### WHAT THE TASK ASKS
Each entry must be printed again without a single change.

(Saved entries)
____________

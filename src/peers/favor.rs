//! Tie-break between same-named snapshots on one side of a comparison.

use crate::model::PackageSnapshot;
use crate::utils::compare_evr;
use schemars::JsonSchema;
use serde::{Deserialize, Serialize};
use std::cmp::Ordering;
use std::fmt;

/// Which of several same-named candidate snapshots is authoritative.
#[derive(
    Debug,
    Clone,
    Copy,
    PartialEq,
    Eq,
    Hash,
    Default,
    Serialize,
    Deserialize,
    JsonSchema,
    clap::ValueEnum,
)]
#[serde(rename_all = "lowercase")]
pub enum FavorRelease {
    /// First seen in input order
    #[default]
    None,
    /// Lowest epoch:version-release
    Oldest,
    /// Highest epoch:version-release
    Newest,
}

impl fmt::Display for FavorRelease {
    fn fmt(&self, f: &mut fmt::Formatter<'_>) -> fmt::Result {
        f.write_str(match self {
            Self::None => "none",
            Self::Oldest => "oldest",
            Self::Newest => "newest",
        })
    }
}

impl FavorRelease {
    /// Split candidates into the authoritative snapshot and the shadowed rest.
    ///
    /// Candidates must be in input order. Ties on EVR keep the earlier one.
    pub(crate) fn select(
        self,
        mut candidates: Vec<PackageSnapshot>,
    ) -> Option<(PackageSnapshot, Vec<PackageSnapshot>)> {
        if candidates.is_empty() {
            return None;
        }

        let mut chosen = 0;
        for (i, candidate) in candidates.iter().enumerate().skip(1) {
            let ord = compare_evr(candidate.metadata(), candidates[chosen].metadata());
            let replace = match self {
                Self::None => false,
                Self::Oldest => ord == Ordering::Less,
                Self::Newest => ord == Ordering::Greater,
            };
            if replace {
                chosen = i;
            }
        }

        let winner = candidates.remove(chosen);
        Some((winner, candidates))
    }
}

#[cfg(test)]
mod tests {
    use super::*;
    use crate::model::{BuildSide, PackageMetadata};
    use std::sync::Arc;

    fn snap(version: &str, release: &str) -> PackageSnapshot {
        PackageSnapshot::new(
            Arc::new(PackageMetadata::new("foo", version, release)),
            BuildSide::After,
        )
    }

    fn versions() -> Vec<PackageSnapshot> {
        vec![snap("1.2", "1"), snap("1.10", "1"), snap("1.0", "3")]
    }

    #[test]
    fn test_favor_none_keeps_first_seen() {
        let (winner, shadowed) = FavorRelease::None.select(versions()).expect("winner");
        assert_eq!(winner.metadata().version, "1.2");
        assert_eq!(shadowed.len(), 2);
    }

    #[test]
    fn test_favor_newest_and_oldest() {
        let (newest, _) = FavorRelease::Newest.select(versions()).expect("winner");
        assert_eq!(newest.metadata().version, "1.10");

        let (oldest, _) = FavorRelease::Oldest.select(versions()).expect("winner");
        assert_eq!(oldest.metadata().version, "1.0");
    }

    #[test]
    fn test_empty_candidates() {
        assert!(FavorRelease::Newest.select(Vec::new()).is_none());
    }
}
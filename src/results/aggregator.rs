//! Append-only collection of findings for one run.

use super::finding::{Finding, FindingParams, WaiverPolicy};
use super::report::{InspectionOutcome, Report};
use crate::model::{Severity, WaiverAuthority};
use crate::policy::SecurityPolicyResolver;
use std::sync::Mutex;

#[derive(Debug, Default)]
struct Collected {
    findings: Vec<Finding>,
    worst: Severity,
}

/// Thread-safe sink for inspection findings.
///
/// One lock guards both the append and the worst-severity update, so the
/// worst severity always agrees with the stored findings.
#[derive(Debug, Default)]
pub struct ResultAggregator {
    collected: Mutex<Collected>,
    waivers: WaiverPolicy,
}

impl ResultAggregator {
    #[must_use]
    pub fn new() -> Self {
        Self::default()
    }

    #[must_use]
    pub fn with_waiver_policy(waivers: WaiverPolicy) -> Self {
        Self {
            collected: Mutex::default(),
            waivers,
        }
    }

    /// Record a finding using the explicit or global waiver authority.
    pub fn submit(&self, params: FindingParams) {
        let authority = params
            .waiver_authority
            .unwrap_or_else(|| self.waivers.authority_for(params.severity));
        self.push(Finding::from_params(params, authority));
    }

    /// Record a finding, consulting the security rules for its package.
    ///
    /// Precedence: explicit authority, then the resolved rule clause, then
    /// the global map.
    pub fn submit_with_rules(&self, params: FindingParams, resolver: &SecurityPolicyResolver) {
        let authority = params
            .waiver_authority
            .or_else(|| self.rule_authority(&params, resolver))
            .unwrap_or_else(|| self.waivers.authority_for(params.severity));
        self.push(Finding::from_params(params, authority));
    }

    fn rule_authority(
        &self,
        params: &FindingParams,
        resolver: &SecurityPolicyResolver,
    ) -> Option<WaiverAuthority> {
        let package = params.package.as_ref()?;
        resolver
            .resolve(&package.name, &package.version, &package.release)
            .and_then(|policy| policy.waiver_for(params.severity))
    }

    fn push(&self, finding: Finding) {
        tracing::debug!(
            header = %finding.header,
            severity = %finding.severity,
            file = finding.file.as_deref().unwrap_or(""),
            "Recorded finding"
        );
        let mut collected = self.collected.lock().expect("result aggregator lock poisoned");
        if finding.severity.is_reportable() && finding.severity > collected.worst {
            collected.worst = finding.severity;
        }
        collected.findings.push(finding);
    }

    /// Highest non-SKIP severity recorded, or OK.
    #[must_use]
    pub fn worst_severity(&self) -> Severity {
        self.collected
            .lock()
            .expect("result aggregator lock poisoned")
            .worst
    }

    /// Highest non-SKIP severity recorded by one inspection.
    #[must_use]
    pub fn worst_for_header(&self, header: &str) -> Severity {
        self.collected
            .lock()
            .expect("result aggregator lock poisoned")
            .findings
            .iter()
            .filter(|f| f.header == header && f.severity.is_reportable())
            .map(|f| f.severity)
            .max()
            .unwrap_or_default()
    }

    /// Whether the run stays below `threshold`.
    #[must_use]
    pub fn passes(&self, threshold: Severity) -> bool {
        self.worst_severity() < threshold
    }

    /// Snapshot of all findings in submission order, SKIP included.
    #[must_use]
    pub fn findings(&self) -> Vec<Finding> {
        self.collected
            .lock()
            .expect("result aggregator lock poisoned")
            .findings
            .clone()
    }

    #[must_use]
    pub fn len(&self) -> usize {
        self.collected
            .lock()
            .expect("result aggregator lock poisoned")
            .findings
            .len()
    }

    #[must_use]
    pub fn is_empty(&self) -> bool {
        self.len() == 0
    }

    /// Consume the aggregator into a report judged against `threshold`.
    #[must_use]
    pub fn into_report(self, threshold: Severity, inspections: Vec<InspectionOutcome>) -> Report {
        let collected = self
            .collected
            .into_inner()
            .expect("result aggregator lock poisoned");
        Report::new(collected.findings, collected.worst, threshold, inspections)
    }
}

____________

### YOUR RESPONSE
filename src/peers/favor.rs
//! Tie-break between same-named snapshots on one side of a comparison.

use crate::model::PackageSnapshot;
use crate::utils::compare_evr;
use schemars::JsonSchema;
use serde::{Deserialize, Serialize};
use std::cmp::Ordering;
use std::fmt;

/// Which of several same-named candidate snapshots is authoritative.
#[derive(
    Debug,
    Clone,
    Copy,
    PartialEq,
    Eq,
    Hash,
    Default,
    Serialize,
    Deserialize,
    JsonSchema,
    clap::ValueEnum,
)]
#[serde(rename_all = "lowercase")]
pub enum FavorRelease {
    /// First seen in input order
    #[default]
    None,
    /// Lowest epoch:version-release
    Oldest,
    /// Highest epoch:version-release
    Newest,
}

impl fmt::Display for FavorRelease {
    fn fmt(&self, f: &mut fmt::Formatter<'_>) -> fmt::Result {
        f.write_str(match self {
            Self::None => "none",
            Self::Oldest => "oldest",
            Self::Newest => "newest",
        })
    }
}

impl FavorRelease {
    /// Split candidates into the authoritative snapshot and the shadowed rest.
    ///
    /// Candidates must be in input order. Ties on EVR keep the earlier one.
    pub(crate) fn select(
        self,
        mut candidates: Vec<PackageSnapshot>,
    ) -> Option<(PackageSnapshot, Vec<PackageSnapshot>)> {
        if candidates.is_empty() {
            return None;
        }

        let mut chosen = 0;
        for (i, candidate) in candidates.iter().enumerate().skip(1) {
            let ord = compare_evr(candidate.metadata(), candidates[chosen].metadata());
            let replace = match self {
                Self::None => false,
                Self::Oldest => ord == Ordering::Less,
                Self::Newest => ord == Ordering::Greater,
            };
            if replace {
                chosen = i;
            }
        }

        let winner = candidates.remove(chosen);
        Some((winner, candidates))
    }
}

#[cfg(test)]
mod tests {
    use super::*;
    use crate::model::{BuildSide, PackageMetadata};
    use std::sync::Arc;

    fn snap(version: &str, release: &str) -> PackageSnapshot {
        PackageSnapshot::new(
            Arc::new(PackageMetadata::new("foo", version, release)),
            BuildSide::After,
        )
    }

    fn versions() -> Vec<PackageSnapshot> {
        vec![snap("1.2", "1"), snap("1.10", "1"), snap("1.0", "3")]
    }

    #[test]
    fn test_favor_none_keeps_first_seen() {
        let (winner, shadowed) = FavorRelease::None.select(versions()).expect("winner");
        assert_eq!(winner.metadata().version, "1.2");
        assert_eq!(shadowed.len(), 2);
    }

    #[test]
    fn test_favor_newest_and_oldest() {
        let (newest, _) = FavorRelease::Newest.select(versions()).expect("winner");
        assert_eq!(newest.metadata().version, "1.10");

        let (oldest, _) = FavorRelease::Oldest.select(versions()).expect("winner");
        assert_eq!(oldest.metadata().version, "1.0");
    }

    #[test]
    fn test_empty_candidates() {
        assert!(FavorRelease::Newest.select(Vec::new()).is_none());
    }
}
filename src/results/aggregator.rs
//! Append-only collection of findings for one run.

use super::finding::{Finding, FindingParams, WaiverPolicy};
use super::report::{InspectionOutcome, Report};
use crate::model::{Severity, WaiverAuthority};
use crate::policy::SecurityPolicyResolver;
use std::sync::Mutex;

#[derive(Debug, Default)]
struct Collected {
    findings: Vec<Finding>,
    worst: Severity,
}

/// Thread-safe sink for inspection findings.
///
/// One lock guards both the append and the worst-severity update, so the
/// worst severity always agrees with the stored findings.
#[derive(Debug, Default)]
pub struct ResultAggregator {
    collected: Mutex<Collected>,
    waivers: WaiverPolicy,
}

impl ResultAggregator {
    #[must_use]
    pub fn new() -> Self {
        Self::default()
    }

    #[must_use]
    pub fn with_waiver_policy(waivers: WaiverPolicy) -> Self {
        Self {
            collected: Mutex::default(),
            waivers,
        }
    }

    /// Record a finding using the explicit or global waiver authority.
    pub fn submit(&self, params: FindingParams) {
        let authority = params
            .waiver_authority
            .unwrap_or_else(|| self.waivers.authority_for(params.severity));
        self.push(Finding::from_params(params, authority));
    }

    /// Record a finding, consulting the security rules for its package.
    ///
    /// Precedence: explicit authority, then the resolved rule clause, then
    /// the global map.
    pub fn submit_with_rules(&self, params: FindingParams, resolver: &SecurityPolicyResolver) {
        let authority = params
            .waiver_authority
            .or_else(|| self.rule_authority(&params, resolver))
            .unwrap_or_else(|| self.waivers.authority_for(params.severity));
        self.push(Finding::from_params(params, authority));
    }

    fn rule_authority(
        &self,
        params: &FindingParams,
        resolver: &SecurityPolicyResolver,
    ) -> Option<WaiverAuthority> {
        let package = params.package.as_ref()?;
        resolver
            .resolve(&package.name, &package.version, &package.release)
            .and_then(|policy| policy.waiver_for(params.severity))
    }

    fn push(&self, finding: Finding) {
        tracing::debug!(
            header = %finding.header,
            severity = %finding.severity,
            file = finding.file.as_deref().unwrap_or(""),
            "Recorded finding"
        );
        let mut collected = self.collected.lock().expect("result aggregator lock poisoned");
        if finding.severity.is_reportable() && finding.severity > collected.worst {
            collected.worst = finding.severity;
        }
        collected.findings.push(finding);
    }

    /// Highest non-SKIP severity recorded, or OK.
    #[must_use]
    pub fn worst_severity(&self) -> Severity {
        self.collected
            .lock()
            .expect("result aggregator lock poisoned")
            .worst
    }

    /// Highest non-SKIP severity recorded by one inspection.
    #[must_use]
    pub fn worst_for_header(&self, header: &str) -> Severity {
        self.collected
            .lock()
            .expect("result aggregator lock poisoned")
            .findings
            .iter()
            .filter(|f| f.header == header && f.severity.is_reportable())
            .map(|f| f.severity)
            .max()
            .unwrap_or_default()
    }

    /// Whether the run stays below `threshold`.
    #[must_use]
    pub fn passes(&self, threshold: Severity) -> bool {
        self.worst_severity() < threshold
    }

    /// Snapshot of all findings in submission order, SKIP included.
    #[must_use]
    pub fn findings(&self) -> Vec<Finding> {
        self.collected
            .lock()
            .expect("result aggregator lock poisoned")
            .findings
            .clone()
    }

    #[must_use]
    pub fn len(&self) -> usize {
        self.collected
            .lock()
            .expect("result aggregator lock poisoned")
            .findings
            .len()
    }

    #[must_use]
    pub fn is_empty(&self) -> bool {
        self.len() == 0
    }

    /// Consume the aggregator into a report judged against `threshold`.
    #[must_use]
    pub fn into_report(self, threshold: Severity, inspections: Vec<InspectionOutcome>) -> Report {
        let collected = self
            .collected
            .into_inner()
            .expect("result aggregator lock poisoned");
        Report::new(collected.findings, collected.worst, threshold, inspections)
    }
}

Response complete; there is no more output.